**MATERIALS PROVIDED**
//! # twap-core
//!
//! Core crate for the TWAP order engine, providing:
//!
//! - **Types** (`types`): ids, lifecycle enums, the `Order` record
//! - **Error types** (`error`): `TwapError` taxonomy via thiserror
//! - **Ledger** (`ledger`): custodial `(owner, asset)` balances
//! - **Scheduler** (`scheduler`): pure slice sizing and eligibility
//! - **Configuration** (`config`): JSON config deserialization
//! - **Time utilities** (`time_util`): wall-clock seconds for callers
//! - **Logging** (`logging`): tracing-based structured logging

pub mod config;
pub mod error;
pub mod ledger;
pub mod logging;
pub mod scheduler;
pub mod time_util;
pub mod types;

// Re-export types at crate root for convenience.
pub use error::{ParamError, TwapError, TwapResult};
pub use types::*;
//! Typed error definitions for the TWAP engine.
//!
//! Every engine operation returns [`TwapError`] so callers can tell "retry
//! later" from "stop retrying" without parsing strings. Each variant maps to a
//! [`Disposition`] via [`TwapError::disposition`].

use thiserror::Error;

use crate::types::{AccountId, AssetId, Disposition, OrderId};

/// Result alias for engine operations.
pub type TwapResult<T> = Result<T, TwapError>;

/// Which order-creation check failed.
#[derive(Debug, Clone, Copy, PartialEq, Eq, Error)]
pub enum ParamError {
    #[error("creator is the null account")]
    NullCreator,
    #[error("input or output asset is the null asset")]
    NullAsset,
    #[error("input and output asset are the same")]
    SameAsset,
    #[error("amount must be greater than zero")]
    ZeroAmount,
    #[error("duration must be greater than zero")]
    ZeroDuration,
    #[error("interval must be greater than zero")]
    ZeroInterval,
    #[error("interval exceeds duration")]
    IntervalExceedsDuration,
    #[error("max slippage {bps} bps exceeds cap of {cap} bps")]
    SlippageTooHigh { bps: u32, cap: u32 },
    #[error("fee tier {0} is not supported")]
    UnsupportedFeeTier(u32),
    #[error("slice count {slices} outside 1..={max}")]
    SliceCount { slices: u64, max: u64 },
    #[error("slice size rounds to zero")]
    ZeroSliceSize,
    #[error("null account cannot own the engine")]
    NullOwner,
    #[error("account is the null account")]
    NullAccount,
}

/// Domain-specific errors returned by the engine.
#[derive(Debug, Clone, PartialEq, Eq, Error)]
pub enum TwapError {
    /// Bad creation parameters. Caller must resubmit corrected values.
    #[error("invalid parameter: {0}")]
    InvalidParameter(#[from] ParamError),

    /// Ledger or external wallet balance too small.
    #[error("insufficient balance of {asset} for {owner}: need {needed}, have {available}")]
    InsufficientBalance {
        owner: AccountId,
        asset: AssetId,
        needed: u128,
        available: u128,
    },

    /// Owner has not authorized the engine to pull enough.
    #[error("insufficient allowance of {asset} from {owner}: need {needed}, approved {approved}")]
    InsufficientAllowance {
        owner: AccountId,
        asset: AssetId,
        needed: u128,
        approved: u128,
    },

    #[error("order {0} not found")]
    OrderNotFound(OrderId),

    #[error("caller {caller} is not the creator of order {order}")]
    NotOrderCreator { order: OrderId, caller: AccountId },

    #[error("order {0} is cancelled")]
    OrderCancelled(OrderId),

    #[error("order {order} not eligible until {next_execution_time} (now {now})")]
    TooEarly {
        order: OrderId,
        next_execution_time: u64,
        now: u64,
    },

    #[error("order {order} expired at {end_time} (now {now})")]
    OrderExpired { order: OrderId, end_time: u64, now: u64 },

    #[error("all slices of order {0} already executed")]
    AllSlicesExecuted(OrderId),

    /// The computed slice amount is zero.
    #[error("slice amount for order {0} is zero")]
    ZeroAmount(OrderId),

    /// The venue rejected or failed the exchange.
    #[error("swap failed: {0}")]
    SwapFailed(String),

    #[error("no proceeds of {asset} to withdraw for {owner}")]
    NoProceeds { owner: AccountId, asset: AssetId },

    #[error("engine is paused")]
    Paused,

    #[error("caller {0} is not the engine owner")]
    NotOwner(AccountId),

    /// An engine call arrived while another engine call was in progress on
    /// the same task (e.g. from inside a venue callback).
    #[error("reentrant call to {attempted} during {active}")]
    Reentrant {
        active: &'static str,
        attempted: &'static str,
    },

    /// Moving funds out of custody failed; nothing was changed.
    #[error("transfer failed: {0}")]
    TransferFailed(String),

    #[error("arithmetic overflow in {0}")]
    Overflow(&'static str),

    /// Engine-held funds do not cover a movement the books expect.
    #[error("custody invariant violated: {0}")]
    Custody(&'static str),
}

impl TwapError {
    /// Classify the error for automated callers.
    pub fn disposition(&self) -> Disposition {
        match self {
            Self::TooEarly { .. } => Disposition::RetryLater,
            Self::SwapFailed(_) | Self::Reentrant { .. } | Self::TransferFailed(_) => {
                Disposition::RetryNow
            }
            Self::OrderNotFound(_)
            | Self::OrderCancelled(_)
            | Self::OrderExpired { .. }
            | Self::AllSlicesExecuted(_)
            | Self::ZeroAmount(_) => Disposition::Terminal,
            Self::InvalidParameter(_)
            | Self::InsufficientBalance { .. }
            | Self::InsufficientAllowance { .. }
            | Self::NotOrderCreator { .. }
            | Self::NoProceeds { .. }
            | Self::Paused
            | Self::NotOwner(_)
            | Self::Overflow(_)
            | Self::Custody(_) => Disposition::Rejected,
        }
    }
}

**TRY IT**
Report each line above containing the string "must".

**RESULT OF THIS TASK**
    #[error("amount must be greater than zero")]
    #[error("duration must be greater than zero")]
    #[error("interval must be greater than zero")]
    /// Bad creation parameters. Caller must resubmit corrected values.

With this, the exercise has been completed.